Para a comissão de legislação criminal.
Dos funcionários de todas as categoria8 dos correios e telégrafos, contra a aplicação da lei n.° 718 e sôbre a contagem de tempo para aposentação.
Para a Secretaria.
Para a comissão de comércio e indústria.
Telegramas
Dos funcionários de justiça das comarcas de Pombal e de Albufeira, solicitando a aprovação da nova tabela de emolumentos dos funcionários judiciais.
Para a Secretaria.
Ofícios
Do Sr. Ministro das Finanças, remetendo publicações pedidas pelo Sr. Deputado Campos Melo.
Para a Secretaria.
Do Ministro do Comércio, comunicando em resposta ao ofício n.° 813, que o assunto a que êle se refere não diz respeito àquele Ministério.

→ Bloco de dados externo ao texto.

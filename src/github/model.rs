//! Wire types returned by the GitHub REST API and their conversion into
//! store rows.
use serde::Deserialize;
use std::collections::HashMap;

use crate::model::{OutsideUser, RepoTeam, RepoUser, Repository, Team, TeamUser, User};
use crate::permission;

#[derive(Deserialize, Debug)]
pub struct ApiUser {
    pub login: String,
    pub id: i64,
    #[serde(default)]
    pub name: Option<String>,
    #[serde(default)]
    pub email: Option<String>,
    #[serde(default, rename = "type")]
    pub typ: Option<String>,
    #[serde(default)]
    pub site_admin: bool,
}

#[derive(Deserialize, Debug)]
pub struct ApiTeamRef {
    pub slug: String,
}

#[derive(Deserialize, Debug)]
pub struct ApiTeam {
    pub id: i64,
    pub slug: String,
    pub name: String,
    #[serde(default)]
    pub description: Option<String>,
    #[serde(default)]
    pub privacy: Option<String>,
    #[serde(default)]
    pub permission: Option<String>,
    #[serde(default)]
    pub parent: Option<ApiTeamRef>,
}

#[derive(Deserialize, Debug)]
pub struct ApiRepository {
    pub id: i64,
    pub name: String,
    pub full_name: String,
    #[serde(default)]
    pub visibility: Option<String>,
    #[serde(default)]
    pub archived: bool,
    #[serde(default)]
    pub fork: bool,
    #[serde(default)]
    pub default_branch: Option<String>,
    #[serde(default)]
    pub pushed_at: Option<String>,
}

#[derive(Deserialize, Debug)]
pub struct ApiCollaborator {
    pub login: String,
    #[serde(default)]
    pub permissions: HashMap<String, bool>,
    #[serde(default)]
    pub role_name: Option<String>,
}

#[derive(Deserialize, Debug)]
pub struct ApiRepoTeam {
    pub slug: String,
    #[serde(default)]
    pub permission: Option<String>,
    #[serde(default)]
    pub permissions: HashMap<String, bool>,
}

#[derive(Deserialize, Debug)]
pub struct ApiErrorBody {
    pub message: String,
}

impl From<ApiUser> for User {
    fn from(u: ApiUser) -> Self {
        User {
            login: u.login,
            id: u.id,
            name: u.name,
            email: u.email,
            user_type: u.typ.unwrap_or_else(|| "User".to_string()),
            site_admin: u.site_admin,
        }
    }
}

impl From<ApiUser> for OutsideUser {
    fn from(u: ApiUser) -> Self {
        OutsideUser {
            login: u.login,
            id: u.id,
            name: u.name,
            email: u.email,
        }
    }
}

impl From<ApiTeam> for Team {
    fn from(t: ApiTeam) -> Self {
        Team {
            slug: t.slug,
            id: t.id,
            name: t.name,
            description: t.description.filter(|d| !d.is_empty()),
            privacy: t.privacy,
            permission: t.permission,
            parent_slug: t.parent.map(|p| p.slug),
        }
    }
}

impl From<ApiRepository> for Repository {
    fn from(r: ApiRepository) -> Self {
        Repository {
            name: r.name,
            id: r.id,
            full_name: r.full_name,
            visibility: r.visibility,
            archived: r.archived,
            fork: r.fork,
            default_branch: r.default_branch,
            pushed_at: r.pushed_at,
        }
    }
}

impl ApiCollaborator {
    /// Direct permission. The capability flags win; `role_name` covers
    /// responses without them.
    pub fn into_row(self, repo: &str) -> RepoUser {
        let mut resolved = permission::resolve(&self.permissions);
        if resolved.is_empty() {
            resolved = normalize_role(self.role_name.as_deref());
        }
        RepoUser {
            repo_name: repo.to_string(),
            login: self.login,
            effective_permission: resolved.clone(),
            permission: resolved,
        }
    }
}

impl ApiRepoTeam {
    pub fn into_row(self, repo: &str) -> RepoTeam {
        let mut resolved = permission::resolve(&self.permissions);
        if resolved.is_empty() {
            resolved = normalize_role(self.permission.as_deref());
        }
        RepoTeam {
            repo_name: repo.to_string(),
            team_slug: self.slug,
            permission: resolved,
        }
    }
}

pub fn team_member_row(team: &str, user: ApiUser) -> TeamUser {
    TeamUser {
        team_slug: team.to_string(),
        login: user.login,
        role: "member".to_string(),
    }
}

/// The API names some levels differently in `role_name`/`permission` strings.
fn normalize_role(role: Option<&str>) -> String {
    match role.map(|r| r.trim().to_ascii_lowercase()).as_deref() {
        Some("write") => "push".to_string(),
        Some("read") => "pull".to_string(),
        Some(other) => other.to_string(),
        None => String::new(),
    }
}

#[cfg(test)]
mod tests {
    use super::*;
    use serde_json::json;

    #[test]
    fn collaborator_permission_prefers_flags() {
        let c: ApiCollaborator = serde_json::from_value(json!({
            "login": "octo",
            "id": 1,
            "permissions": {"admin": false, "maintain": false, "push": true, "triage": true, "pull": true},
            "role_name": "write"
        }))
        .unwrap();
        let row = c.into_row("alpha");
        assert_eq!(row.permission, "push");
        assert_eq!(row.effective_permission, "push");
        assert_eq!(row.repo_name, "alpha");
    }

    #[test]
    fn repo_team_falls_back_to_permission_string() {
        let t: ApiRepoTeam = serde_json::from_value(json!({
            "slug": "core",
            "permission": "read"
        }))
        .unwrap();
        assert_eq!(t.into_row("alpha").permission, "pull");
    }

    #[test]
    fn team_parent_slug_is_kept() {
        let t: ApiTeam = serde_json::from_value(json!({
            "id": 5,
            "slug": "child",
            "name": "Child",
            "description": "",
            "privacy": "closed",
            "permission": "pull",
            "parent": {"slug": "parent", "id": 4}
        }))
        .unwrap();
        let team = Team::from(t);
        assert_eq!(team.parent_slug.as_deref(), Some("parent"));
        assert!(team.description.is_none());
    }
}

Do secretário geral da Northern Peace Union, solicitando que o presidente da Comissão Parlamentar de Paz indique qual a língua que deve ser usada internacionalmente.
Para a Secretaria.
Para a comissão para apresentar o parecer sôbre o Tratado de Paz.
Admissão
Projectos de lei
Dos Srs. Deputados Álvaro Guedes e Afonso de Macedo, autorizando a Câmara Municipal de Tôrres Vedras a desviar a importância da venda de foros municipais para canalização de águas.
Para a Secretaria.
Admitida.
Para a comissão de administração pública.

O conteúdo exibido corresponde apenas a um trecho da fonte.